How state works in LangGraph.js
When you create a StateGraph, you pass it a state schema defined with Annotation.Root(). This schema defines what data the graph operates on. Every node receives the full state as input and returns a partial update object.
By default, updates overwrite existing values. If a node returns { currentStep: "classify" }, the currentStep field gets set to "classify". But for list fields like message histories, you usually want to append rather than replace. That is what reducers are for.
Reducers are functions that define how updates to a field are combined. The built-in messagesStateReducer appends new messages and deduplicates by message ID. You can write custom reducers for any merging logic you need.
Building blocks
The five components that make up every LangGraph.js workflow.
StateGraph
The main class. Pass it an Annotation schema, add nodes and edges, then call compile() to get a runnable graph.
Annotation.Root()
Defines the state schema. Each field can have a reducer function and a default value. This replaces TypedDict from the Python version.
Nodes
Async functions that do the work. Each node takes the full state as input and returns a partial update object. Only the keys you return get updated.
Edges
Connections between nodes. Normal edges always go to the same target. Conditional edges call a routing function to decide where to go based on state.
Reducers
Functions that control how state updates merge. Without a reducer, new values replace old ones. The messagesStateReducer appends messages and deduplicates by ID.
Defining state with Annotation
State is defined with Annotation.Root(). Fields without a reducer use last-write-wins semantics. Fields with a reducer function control how updates are merged.
import { Annotation } from "@langchain/langgraph"
const StateAnnotation = Annotation.Root({
// With reducer: new messages are appended
messages: Annotation<BaseMessage[]>({
reducer: (prev, next) => [...prev, ...next],
default: () => [],
}),
// Without reducer: last write wins
currentStep: Annotation<string>,
// Custom reducer: values are added together
totalCost: Annotation<number>({
reducer: (prev, next) => prev + next,
default: () => 0,
}),
})Using MessagesAnnotation
For agent-style graphs that primarily work with message lists, LangGraph.js provides MessagesAnnotation as a shortcut. Spread its spec into your Annotation.Root() and add your own fields.
import { Annotation, MessagesAnnotation } from "@langchain/langgraph"

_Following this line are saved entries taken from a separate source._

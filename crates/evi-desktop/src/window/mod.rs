//! Window registry module
//!
//! Provides window lifecycle, the one-window-per-category rule,
//! z-order focus and hit testing of window chrome.

mod manager;
mod region;
#[allow(clippy::module_inception)]
mod window;

pub use manager::WindowManager;
pub use region::WindowRegion;
pub use window::{Category, Window};

// Re-export WindowId from crate types module for convenience
pub use crate::types::{WindowId, ZIndex};
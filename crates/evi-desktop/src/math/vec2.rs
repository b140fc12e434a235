//! 2D vector for positions, offsets and pointer deltas

use serde::{Deserialize, Serialize};

/// 2D vector for positions and offsets
#[derive(Clone, Copy, Debug, Default, PartialEq, Serialize, Deserialize)]
pub struct Vec2 {
    pub x: f32,
    pub y: f32,
}

impl Vec2 {
    /// Zero vector
    pub const ZERO: Vec2 = Vec2 { x: 0.0, y: 0.0 };

    /// Create a new vector
    pub const fn new(x: f32, y: f32) -> Self {
        Self { x, y }
    }
}

impl std::ops::Add for Vec2 {
    type Output = Vec2;
    fn add(self, other: Vec2) -> Vec2 {
        Vec2::new(self.x + other.x, self.y + other.y)
    }
}

impl std::ops::Sub for Vec2 {
    type Output = Vec2;
    fn sub(self, other: Vec2) -> Vec2 {
        Vec2::new(self.x - other.x, self.y - other.y)
    }
}

impl std::ops::Mul<f32> for Vec2 {
    type Output = Vec2;
    fn mul(self, s: f32) -> Vec2 {
        Vec2::new(self.x * s, self.y * s)
    }
}

#[cfg(test)]
mod tests {
    use super::*;

    #[test]
    fn test_vec2_operations() {
        let pointer = Vec2::new(130.0, 75.0);
        let origin = Vec2::new(100.0, 60.0);

        let offset = pointer - origin;
        assert!((offset.x - 30.0).abs() < 0.001);
        assert!((offset.y - 15.0).abs() < 0.001);

        let back = origin + offset;
        assert_eq!(back, pointer);

        let step = Vec2::new(30.0, 30.0) * 3.0;
        assert!((step.x - 90.0).abs() < 0.001);
        assert!((step.y - 90.0).abs() < 0.001);
    }
}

// MessagesAnnotation already has messages with a reducer
// Spread its spec and add your own fields
const StateAnnotation = Annotation.Root({
...MessagesAnnotation.spec,
currentAgent: Annotation<string>,
iterationCount: Annotation<number>({
reducer: (prev, next) => next,
default: () => 0,
}),
})Writing nodes
Nodes are async functions. They receive the full state and return an object with only the keys that changed. LangGraph.js merges the returned object into the existing state using the configured reducers.
import { StateGraph, START, END } from "@langchain/langgraph"
async function classify(state: typeof StateAnnotation.State) {
// Read from state, return partial updates
const lastMsg = state.messages[state.messages.length - 1]
const intent = await model.invoke([
{ role: "system", content: "Classify as 'question' or 'task'." },
lastMsg,
])
return { currentStep: intent.content }
}
async function answer(state: typeof StateAnnotation.State) {
const response = await model.invoke(state.messages)
return { messages: [response] }
}
async function execute(state: typeof StateAnnotation.State) {
const response = await model.invoke([
{ role: "system", content: "Execute the requested task." },
...state.messages,
])
return { messages: [response] }
}Connecting nodes with edges
Edges define how execution flows through the graph. Use addEdge for fixed transitions and addConditionalEdges for dynamic routing. The routing function receives the current state and returns the name of the next node.
const graph = new StateGraph(StateAnnotation)
// Add nodes
.addNode("classify", classify)
.addNode("answer", answer)
.addNode("execute", execute)
// Entry point
.addEdge(START, "classify")
// Conditional edge: route based on classification
.addConditionalEdges("classify", (state) => {
if (state.currentStep === "question") return "answer"
return "execute"
})
// Both endpoints go to END
.addEdge("answer", END)
.addEdge("execute", END)
const app = graph.compile()Best practices
Keep state flat
Avoid deeply nested state objects. Flat state schemas are easier to update, debug, and serialize. If you need complex data, store it as a JSON string or use a separate store.
Use MessagesAnnotation for message lists
If your graph works with message lists, spread MessagesAnnotation.spec into your state. It handles appending and deduplication automatically.
Return only what changed
Nodes should return an object with only the keys that changed. Returning the full state works but is wasteful and can cause issues with reducers.
Name your routing functions clearly
Conditional edge routing functions should have descriptive names or inline comments. This makes the graph structure easier to understand when debugging.
Use typed state parameters
Type your node parameters as typeof StateAnnotation.State. This gives you full TypeScript autocomplete and catches type errors at compile time.